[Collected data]
---+---
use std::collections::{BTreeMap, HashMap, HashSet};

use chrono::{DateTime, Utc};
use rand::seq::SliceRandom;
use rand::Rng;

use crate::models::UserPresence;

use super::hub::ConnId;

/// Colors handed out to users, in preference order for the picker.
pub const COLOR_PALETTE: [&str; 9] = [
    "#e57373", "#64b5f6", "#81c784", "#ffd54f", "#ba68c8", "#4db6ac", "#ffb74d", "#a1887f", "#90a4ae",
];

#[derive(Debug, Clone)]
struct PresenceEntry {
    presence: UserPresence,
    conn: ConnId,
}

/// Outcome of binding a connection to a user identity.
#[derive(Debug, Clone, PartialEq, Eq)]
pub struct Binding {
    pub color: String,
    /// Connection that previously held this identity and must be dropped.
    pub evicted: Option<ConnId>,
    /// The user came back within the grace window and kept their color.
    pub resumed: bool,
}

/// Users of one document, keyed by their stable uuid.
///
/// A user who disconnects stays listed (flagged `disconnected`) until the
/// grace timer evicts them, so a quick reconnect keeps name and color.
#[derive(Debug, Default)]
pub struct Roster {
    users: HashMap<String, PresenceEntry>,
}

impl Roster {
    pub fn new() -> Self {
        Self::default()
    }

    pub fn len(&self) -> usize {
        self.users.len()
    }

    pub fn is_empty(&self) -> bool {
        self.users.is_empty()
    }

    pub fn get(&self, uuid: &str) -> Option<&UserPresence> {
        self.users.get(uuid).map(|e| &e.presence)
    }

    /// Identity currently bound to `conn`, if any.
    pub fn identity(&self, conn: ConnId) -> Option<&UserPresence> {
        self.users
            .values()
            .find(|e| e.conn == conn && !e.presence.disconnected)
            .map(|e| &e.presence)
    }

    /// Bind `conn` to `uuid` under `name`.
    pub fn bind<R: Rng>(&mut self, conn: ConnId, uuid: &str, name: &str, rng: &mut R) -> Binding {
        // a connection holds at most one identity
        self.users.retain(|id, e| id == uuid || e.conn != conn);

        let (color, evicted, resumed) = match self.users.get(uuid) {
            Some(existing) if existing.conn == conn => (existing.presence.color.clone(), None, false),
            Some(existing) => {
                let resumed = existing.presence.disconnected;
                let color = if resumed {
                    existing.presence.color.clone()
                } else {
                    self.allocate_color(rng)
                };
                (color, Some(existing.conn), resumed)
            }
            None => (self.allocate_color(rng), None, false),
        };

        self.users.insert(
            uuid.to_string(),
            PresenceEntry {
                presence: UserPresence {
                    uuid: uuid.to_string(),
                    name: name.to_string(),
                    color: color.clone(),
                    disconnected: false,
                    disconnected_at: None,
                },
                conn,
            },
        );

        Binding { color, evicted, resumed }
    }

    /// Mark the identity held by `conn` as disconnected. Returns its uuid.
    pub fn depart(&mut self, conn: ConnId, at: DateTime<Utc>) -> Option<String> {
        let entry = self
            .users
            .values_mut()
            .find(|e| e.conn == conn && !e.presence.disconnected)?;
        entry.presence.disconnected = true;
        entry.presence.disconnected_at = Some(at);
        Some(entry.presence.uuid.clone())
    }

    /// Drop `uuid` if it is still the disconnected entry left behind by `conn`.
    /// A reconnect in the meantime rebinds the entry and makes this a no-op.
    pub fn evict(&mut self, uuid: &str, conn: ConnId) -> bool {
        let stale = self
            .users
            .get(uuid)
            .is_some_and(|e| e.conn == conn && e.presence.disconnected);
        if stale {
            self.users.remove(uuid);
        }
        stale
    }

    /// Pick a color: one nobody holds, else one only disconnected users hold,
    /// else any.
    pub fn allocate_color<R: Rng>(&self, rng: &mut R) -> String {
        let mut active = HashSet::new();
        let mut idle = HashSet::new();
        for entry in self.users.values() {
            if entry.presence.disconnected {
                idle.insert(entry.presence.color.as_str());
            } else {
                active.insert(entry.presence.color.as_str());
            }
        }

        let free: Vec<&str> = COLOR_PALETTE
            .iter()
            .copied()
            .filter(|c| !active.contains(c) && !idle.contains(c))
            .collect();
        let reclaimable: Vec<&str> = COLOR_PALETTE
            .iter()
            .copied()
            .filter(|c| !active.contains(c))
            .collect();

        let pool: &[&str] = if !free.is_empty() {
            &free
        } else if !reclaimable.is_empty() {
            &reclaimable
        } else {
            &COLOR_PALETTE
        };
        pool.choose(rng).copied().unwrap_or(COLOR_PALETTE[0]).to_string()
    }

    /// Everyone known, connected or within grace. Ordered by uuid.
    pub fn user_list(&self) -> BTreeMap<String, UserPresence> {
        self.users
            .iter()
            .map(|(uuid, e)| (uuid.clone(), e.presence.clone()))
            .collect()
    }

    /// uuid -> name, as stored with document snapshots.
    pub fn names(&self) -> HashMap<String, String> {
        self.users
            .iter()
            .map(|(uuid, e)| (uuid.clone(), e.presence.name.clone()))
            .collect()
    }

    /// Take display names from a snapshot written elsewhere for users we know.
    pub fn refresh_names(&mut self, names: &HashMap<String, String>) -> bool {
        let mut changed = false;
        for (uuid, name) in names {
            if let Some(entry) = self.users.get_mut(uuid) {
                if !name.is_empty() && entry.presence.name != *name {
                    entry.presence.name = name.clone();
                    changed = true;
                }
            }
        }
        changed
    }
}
---+---
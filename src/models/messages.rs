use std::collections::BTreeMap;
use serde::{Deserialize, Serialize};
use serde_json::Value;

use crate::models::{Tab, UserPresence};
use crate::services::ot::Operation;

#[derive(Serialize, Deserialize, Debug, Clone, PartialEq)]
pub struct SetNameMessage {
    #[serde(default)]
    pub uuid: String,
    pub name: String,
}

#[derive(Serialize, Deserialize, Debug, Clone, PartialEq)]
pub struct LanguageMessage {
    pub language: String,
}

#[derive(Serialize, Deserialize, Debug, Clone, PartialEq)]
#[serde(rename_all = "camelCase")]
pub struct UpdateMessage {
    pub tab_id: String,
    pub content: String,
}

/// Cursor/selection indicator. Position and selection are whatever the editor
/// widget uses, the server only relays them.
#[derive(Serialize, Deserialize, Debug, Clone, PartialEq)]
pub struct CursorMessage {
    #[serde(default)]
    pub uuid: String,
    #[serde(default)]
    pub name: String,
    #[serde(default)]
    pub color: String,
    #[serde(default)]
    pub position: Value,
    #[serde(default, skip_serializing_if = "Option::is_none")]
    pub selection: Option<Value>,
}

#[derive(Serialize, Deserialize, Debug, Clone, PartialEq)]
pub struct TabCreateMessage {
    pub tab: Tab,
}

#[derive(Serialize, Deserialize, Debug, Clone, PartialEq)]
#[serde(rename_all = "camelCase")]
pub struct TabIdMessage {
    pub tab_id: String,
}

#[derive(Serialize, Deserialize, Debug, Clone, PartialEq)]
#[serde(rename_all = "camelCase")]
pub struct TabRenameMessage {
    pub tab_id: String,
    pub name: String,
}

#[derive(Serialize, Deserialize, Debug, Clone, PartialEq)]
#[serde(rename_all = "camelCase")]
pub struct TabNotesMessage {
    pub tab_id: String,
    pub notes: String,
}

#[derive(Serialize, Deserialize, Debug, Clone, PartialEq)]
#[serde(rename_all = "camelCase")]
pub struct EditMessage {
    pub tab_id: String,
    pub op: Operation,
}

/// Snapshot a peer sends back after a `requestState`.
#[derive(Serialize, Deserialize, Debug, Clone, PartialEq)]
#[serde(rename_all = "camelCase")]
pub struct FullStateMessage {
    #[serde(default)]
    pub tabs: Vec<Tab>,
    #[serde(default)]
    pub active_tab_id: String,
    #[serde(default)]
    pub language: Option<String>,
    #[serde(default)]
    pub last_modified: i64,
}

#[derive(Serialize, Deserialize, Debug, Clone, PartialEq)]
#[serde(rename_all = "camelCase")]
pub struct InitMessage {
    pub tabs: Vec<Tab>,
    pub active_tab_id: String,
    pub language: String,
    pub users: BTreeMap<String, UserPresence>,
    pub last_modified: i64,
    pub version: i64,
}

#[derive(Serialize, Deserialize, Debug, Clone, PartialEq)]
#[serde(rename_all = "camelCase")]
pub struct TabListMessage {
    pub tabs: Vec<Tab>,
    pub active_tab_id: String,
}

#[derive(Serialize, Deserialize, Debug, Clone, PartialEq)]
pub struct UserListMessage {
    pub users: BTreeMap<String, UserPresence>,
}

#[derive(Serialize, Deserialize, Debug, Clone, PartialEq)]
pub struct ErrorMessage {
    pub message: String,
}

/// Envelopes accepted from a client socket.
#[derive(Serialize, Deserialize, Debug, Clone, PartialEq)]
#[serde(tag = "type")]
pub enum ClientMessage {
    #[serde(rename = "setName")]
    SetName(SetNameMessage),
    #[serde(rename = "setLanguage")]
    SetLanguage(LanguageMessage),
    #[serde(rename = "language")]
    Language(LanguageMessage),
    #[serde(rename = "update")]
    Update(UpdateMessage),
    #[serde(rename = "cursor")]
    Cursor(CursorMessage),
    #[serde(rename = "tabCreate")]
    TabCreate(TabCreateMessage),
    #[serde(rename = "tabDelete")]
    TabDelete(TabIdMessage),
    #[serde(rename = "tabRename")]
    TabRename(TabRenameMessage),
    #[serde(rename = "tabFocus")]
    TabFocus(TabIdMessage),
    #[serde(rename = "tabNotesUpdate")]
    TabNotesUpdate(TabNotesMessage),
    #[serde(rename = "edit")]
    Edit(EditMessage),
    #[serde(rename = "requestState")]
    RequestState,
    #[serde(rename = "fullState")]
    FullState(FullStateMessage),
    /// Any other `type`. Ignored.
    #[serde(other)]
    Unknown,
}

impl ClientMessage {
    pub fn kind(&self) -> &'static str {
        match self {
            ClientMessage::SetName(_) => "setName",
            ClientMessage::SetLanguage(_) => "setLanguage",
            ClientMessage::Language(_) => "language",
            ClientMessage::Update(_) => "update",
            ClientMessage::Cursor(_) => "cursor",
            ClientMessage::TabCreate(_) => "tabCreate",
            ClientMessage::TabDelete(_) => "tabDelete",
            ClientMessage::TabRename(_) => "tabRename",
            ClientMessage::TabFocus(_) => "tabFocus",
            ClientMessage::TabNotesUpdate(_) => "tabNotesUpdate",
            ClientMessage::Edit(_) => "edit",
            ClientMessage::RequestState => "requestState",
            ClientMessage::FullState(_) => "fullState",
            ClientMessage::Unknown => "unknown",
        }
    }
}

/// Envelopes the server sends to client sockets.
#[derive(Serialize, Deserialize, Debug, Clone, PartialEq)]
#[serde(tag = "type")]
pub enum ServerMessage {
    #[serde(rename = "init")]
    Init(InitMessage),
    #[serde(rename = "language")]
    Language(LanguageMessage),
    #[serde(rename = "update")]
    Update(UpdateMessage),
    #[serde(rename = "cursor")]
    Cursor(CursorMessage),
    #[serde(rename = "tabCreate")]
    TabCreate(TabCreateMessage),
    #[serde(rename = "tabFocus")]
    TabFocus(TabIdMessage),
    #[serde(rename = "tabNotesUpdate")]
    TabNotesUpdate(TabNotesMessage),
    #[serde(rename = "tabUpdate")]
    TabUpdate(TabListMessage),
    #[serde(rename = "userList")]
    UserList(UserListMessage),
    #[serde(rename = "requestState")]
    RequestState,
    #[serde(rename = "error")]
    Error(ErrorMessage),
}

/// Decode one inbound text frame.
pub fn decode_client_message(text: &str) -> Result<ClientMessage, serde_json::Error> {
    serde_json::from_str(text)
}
---+---
Action item: Pull from the data each line where the string "Operation" turns up.

Answer area:
use crate::services::ot::Operation;
    pub op: Operation,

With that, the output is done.